Collected data —
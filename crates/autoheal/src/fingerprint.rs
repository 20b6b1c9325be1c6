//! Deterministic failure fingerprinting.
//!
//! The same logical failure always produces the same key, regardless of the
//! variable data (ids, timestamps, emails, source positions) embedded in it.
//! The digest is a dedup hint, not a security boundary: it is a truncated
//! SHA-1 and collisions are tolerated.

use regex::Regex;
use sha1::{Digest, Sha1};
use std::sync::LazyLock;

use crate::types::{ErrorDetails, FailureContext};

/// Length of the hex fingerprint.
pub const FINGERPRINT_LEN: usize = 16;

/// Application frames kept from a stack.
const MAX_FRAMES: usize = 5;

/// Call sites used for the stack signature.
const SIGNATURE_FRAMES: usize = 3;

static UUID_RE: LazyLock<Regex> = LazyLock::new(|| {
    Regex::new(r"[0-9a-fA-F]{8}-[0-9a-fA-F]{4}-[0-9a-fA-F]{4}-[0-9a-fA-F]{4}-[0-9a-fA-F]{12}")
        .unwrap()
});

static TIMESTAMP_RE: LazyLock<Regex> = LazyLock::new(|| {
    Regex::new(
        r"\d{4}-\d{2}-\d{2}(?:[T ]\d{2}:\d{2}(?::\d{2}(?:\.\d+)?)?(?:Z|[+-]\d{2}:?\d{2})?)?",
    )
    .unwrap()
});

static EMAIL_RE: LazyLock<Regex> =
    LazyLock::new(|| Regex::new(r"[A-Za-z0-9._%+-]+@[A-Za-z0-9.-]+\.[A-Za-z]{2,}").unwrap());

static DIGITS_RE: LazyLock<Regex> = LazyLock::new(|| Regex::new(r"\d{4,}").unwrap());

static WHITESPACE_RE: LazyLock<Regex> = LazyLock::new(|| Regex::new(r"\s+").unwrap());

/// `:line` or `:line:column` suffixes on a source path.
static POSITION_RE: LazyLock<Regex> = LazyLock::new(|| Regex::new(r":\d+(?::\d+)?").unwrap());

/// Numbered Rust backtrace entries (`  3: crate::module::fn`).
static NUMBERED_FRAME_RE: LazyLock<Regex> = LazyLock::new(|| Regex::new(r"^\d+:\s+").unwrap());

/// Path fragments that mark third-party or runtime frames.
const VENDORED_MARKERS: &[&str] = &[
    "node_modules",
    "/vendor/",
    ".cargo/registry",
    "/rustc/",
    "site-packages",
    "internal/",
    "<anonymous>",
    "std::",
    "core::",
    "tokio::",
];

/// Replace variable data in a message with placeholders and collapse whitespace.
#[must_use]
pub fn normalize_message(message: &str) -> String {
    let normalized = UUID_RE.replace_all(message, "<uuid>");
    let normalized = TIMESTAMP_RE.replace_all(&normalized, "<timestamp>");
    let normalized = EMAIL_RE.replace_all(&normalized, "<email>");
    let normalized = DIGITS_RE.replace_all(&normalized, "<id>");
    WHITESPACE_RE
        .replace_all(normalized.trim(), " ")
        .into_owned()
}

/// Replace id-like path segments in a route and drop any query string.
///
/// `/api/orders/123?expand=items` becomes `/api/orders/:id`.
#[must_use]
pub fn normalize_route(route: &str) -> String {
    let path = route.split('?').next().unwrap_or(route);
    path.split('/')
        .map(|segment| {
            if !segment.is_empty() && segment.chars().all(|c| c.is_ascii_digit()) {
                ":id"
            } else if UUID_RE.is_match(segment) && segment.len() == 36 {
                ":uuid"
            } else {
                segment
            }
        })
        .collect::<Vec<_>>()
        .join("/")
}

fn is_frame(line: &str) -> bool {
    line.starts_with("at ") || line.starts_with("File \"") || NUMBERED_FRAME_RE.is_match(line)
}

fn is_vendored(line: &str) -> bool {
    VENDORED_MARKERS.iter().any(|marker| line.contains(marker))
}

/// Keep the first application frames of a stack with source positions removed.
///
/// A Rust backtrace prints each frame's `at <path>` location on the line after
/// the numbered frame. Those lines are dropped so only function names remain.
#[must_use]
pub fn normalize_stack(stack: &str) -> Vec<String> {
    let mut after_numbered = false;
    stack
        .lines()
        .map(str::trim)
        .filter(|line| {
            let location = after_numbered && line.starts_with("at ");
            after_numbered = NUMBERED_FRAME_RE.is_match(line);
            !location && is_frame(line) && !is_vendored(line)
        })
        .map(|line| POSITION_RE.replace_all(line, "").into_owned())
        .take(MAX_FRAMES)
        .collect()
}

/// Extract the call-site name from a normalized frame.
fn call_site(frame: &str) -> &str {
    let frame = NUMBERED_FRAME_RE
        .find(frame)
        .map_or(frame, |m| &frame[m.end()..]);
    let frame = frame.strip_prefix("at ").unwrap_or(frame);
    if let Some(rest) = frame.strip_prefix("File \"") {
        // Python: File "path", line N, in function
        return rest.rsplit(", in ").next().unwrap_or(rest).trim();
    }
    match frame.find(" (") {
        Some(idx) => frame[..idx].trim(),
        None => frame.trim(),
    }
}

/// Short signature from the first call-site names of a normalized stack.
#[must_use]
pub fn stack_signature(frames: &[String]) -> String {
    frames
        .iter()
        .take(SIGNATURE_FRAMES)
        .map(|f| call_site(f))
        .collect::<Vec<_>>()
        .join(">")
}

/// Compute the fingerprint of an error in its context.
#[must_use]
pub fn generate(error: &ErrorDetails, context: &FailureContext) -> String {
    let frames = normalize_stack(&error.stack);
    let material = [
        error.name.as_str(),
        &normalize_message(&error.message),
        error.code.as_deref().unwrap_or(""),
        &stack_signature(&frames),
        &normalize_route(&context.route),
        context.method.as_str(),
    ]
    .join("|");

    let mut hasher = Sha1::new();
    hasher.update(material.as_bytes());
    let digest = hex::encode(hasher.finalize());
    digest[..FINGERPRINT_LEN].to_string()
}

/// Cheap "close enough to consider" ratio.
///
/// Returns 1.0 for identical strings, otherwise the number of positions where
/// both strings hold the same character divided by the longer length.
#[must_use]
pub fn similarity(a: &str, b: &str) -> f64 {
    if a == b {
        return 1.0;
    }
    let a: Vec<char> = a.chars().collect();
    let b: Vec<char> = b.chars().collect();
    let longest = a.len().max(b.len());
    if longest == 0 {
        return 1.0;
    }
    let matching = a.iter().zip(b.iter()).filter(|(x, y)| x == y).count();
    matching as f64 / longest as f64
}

--

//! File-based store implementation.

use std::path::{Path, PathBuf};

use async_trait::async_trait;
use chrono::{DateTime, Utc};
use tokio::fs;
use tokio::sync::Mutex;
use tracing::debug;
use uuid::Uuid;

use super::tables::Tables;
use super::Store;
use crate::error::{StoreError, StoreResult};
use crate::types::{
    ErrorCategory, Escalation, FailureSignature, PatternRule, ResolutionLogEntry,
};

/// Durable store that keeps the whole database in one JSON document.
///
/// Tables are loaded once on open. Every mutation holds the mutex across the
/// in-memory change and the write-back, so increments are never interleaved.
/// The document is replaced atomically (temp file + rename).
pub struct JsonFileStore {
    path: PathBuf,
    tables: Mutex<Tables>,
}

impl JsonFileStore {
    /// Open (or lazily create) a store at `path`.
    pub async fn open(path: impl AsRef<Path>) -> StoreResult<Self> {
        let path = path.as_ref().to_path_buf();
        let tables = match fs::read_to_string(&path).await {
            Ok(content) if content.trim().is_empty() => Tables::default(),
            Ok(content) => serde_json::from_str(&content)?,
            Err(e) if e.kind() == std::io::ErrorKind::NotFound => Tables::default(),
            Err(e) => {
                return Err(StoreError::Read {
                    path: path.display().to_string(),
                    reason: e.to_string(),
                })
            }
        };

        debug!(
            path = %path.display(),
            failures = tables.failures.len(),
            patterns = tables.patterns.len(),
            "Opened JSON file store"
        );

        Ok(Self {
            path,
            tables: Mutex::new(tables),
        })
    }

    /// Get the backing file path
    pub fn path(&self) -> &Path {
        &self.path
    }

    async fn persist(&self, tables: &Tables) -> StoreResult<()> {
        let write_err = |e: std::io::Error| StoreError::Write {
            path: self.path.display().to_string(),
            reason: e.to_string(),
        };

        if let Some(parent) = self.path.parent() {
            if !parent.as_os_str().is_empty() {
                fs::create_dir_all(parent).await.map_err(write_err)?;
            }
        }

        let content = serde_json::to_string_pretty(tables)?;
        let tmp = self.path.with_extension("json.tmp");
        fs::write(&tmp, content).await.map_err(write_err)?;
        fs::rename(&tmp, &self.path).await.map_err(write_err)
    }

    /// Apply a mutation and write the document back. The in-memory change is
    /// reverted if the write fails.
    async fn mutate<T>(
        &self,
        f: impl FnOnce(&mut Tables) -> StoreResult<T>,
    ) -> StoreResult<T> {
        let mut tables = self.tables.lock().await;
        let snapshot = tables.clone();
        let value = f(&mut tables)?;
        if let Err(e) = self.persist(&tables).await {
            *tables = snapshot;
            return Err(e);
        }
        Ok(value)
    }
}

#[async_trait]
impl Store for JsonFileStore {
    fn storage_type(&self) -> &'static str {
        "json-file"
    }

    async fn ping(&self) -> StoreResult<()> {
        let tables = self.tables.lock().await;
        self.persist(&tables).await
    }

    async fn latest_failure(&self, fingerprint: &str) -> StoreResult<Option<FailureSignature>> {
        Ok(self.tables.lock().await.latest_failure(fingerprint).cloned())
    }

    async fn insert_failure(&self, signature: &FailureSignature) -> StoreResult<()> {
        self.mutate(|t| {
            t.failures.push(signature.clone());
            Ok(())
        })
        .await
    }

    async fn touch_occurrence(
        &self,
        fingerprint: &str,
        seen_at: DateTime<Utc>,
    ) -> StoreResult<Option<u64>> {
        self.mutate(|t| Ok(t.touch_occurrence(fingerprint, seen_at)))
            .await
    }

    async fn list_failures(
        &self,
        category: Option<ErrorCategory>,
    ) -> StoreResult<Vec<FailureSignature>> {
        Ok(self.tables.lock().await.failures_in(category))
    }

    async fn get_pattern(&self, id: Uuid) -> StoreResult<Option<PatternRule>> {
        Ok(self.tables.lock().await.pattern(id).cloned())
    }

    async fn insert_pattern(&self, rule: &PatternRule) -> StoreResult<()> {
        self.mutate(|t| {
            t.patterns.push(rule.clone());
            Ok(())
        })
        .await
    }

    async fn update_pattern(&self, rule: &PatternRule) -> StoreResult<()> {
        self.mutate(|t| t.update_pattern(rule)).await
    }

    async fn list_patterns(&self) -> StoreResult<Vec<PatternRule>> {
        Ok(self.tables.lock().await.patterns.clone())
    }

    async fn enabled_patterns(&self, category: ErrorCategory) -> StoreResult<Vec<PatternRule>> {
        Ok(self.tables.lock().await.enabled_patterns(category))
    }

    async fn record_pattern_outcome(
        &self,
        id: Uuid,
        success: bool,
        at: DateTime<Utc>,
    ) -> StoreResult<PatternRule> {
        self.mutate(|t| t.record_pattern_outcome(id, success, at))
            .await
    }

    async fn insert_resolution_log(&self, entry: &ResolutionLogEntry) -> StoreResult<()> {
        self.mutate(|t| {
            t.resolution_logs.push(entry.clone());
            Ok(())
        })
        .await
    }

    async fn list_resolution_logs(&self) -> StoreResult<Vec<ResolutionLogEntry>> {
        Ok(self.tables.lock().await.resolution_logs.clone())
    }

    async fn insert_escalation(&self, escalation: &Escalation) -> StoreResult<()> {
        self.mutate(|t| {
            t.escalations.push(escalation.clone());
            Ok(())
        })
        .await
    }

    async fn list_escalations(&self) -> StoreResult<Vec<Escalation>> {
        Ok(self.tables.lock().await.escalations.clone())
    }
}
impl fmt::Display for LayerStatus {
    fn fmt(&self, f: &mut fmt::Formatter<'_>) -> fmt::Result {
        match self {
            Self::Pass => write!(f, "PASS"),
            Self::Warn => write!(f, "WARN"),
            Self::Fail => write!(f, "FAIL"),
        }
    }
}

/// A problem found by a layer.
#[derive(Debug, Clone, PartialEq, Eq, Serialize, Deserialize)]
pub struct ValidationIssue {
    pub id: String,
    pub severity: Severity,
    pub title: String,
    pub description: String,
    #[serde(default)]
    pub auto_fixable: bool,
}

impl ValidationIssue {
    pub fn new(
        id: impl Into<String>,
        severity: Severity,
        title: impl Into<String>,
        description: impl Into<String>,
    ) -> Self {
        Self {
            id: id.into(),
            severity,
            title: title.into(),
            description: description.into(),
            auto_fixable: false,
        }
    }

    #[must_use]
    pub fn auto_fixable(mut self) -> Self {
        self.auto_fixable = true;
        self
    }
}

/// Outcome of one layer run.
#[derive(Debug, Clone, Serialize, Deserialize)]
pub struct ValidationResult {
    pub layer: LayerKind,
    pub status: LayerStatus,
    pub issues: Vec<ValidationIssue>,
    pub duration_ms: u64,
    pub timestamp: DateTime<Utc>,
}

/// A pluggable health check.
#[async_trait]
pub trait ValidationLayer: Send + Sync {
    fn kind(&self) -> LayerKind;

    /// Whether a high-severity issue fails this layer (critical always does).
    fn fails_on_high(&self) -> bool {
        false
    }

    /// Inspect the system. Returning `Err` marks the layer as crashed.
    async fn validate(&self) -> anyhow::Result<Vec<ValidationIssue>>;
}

---

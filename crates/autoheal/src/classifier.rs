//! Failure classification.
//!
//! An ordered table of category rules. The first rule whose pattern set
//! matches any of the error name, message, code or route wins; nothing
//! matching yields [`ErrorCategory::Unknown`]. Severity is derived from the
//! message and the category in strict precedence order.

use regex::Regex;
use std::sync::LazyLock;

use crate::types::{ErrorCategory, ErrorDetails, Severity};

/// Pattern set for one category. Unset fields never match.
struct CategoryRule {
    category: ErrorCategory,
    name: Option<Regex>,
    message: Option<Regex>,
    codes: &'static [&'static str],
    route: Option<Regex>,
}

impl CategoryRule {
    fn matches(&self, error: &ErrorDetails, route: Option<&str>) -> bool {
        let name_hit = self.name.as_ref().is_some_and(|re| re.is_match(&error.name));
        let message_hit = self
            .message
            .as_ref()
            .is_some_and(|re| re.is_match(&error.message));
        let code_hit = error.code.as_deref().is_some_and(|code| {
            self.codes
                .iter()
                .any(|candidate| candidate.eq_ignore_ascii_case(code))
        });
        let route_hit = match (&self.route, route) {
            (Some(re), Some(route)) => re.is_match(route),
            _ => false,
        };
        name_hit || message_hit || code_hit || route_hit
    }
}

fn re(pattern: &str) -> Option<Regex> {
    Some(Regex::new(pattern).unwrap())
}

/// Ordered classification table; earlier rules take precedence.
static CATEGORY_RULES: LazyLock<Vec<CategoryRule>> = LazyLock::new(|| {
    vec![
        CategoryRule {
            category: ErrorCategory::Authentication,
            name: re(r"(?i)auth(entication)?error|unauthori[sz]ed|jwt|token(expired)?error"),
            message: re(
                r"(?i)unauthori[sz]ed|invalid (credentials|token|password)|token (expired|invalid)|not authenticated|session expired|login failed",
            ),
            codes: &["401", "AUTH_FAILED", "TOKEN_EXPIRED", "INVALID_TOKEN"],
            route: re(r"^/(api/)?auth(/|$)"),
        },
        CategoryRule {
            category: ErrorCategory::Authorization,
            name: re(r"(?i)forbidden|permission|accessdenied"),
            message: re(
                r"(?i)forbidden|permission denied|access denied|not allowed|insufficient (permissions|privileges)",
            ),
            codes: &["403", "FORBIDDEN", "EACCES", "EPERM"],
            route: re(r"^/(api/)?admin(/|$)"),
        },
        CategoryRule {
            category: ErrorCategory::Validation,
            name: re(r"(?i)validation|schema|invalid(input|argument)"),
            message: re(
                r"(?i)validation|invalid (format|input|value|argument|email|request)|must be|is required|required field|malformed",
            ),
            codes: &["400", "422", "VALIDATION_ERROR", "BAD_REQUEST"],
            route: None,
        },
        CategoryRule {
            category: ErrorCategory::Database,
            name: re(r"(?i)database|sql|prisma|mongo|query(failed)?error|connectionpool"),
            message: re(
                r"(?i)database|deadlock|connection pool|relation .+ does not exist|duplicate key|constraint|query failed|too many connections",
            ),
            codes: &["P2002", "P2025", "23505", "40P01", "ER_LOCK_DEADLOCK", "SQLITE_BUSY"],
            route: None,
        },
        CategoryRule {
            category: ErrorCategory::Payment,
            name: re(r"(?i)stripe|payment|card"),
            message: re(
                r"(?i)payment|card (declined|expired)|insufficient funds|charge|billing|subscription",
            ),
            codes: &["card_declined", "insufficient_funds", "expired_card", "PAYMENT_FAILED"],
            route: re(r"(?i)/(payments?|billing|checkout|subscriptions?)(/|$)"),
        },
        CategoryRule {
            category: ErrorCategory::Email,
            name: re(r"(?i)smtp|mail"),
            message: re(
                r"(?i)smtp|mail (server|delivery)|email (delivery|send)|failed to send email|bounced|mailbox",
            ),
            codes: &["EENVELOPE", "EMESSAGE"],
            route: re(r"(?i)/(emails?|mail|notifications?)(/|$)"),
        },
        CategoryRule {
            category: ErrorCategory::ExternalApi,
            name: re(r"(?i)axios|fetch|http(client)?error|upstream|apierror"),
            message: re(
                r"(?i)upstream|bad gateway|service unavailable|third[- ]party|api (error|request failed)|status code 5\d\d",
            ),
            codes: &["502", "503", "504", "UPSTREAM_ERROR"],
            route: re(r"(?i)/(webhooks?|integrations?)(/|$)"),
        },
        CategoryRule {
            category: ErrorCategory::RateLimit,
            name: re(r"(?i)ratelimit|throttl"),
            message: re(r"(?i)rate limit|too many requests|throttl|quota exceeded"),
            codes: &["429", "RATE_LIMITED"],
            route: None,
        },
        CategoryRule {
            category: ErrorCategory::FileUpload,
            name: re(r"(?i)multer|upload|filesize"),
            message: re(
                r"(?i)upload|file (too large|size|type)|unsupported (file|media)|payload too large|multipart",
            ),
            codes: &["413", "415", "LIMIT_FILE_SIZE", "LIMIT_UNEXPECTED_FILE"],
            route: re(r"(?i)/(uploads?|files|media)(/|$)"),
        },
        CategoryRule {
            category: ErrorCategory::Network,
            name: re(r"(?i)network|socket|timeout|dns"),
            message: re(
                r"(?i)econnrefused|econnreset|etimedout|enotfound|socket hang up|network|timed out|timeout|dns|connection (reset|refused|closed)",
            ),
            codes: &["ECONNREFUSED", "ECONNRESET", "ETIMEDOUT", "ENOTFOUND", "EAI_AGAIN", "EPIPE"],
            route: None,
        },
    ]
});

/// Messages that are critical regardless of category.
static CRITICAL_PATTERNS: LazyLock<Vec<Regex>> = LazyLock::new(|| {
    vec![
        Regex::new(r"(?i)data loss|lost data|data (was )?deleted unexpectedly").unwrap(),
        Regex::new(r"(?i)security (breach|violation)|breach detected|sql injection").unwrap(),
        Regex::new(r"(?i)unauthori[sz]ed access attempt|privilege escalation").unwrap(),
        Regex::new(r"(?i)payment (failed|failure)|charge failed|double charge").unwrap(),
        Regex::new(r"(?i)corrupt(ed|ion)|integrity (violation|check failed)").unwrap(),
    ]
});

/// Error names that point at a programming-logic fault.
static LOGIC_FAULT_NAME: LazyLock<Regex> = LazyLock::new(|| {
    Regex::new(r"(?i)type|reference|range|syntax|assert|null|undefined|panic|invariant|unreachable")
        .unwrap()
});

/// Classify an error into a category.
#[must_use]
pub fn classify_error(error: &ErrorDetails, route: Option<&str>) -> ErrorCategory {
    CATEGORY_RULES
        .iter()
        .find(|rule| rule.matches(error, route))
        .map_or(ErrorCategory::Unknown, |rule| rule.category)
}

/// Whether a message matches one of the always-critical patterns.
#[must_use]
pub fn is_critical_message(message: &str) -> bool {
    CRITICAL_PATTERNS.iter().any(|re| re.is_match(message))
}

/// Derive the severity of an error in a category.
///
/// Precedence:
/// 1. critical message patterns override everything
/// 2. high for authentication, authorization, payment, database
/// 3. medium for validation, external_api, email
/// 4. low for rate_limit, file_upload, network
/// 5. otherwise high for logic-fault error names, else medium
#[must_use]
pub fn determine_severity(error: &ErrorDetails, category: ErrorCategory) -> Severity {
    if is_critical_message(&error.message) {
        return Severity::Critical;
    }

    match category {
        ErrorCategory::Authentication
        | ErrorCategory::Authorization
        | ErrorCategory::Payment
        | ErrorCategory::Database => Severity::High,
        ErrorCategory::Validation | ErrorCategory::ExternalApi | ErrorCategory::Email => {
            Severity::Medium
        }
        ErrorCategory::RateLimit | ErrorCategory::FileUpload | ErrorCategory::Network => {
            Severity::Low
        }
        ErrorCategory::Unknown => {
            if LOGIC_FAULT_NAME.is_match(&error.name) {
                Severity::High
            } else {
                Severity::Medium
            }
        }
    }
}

Exercise — Which of the lines above carry the string "always"? Pick them out and copy them.

Solution to this task —
//! The same logical failure always produces the same key, regardless of the
    /// Whether a high-severity issue fails this layer (critical always does).
/// Whether a message matches one of the always-critical patterns.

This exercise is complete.